[TASK BRIEF]
Set down every entry again, exactly as it appears.

[DATASET]
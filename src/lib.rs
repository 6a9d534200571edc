//! wx-dashboard - live telemetry dashboard core for a personal weather station network
//!
//! This library exposes the core modules for testing and reuse.

pub mod api;
pub mod chart;
pub mod common;
pub mod config;
pub mod error;
pub mod input;
pub mod metrics;
pub mod model;
pub mod present;
pub mod services;
pub mod sync;
pub mod units;
pub mod view;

[RESULT]
filename src/lib.rs
repository 6a9d534200571edc
//! wx-dashboard - live telemetry dashboard core for a personal weather station network
//!
//! This library exposes the core modules for testing and reuse.

pub mod api;
pub mod chart;
pub mod common;
pub mod config;
pub mod error;
pub mod input;
pub mod metrics;
pub mod model;
pub mod present;
pub mod services;
pub mod sync;
pub mod units;
pub mod view;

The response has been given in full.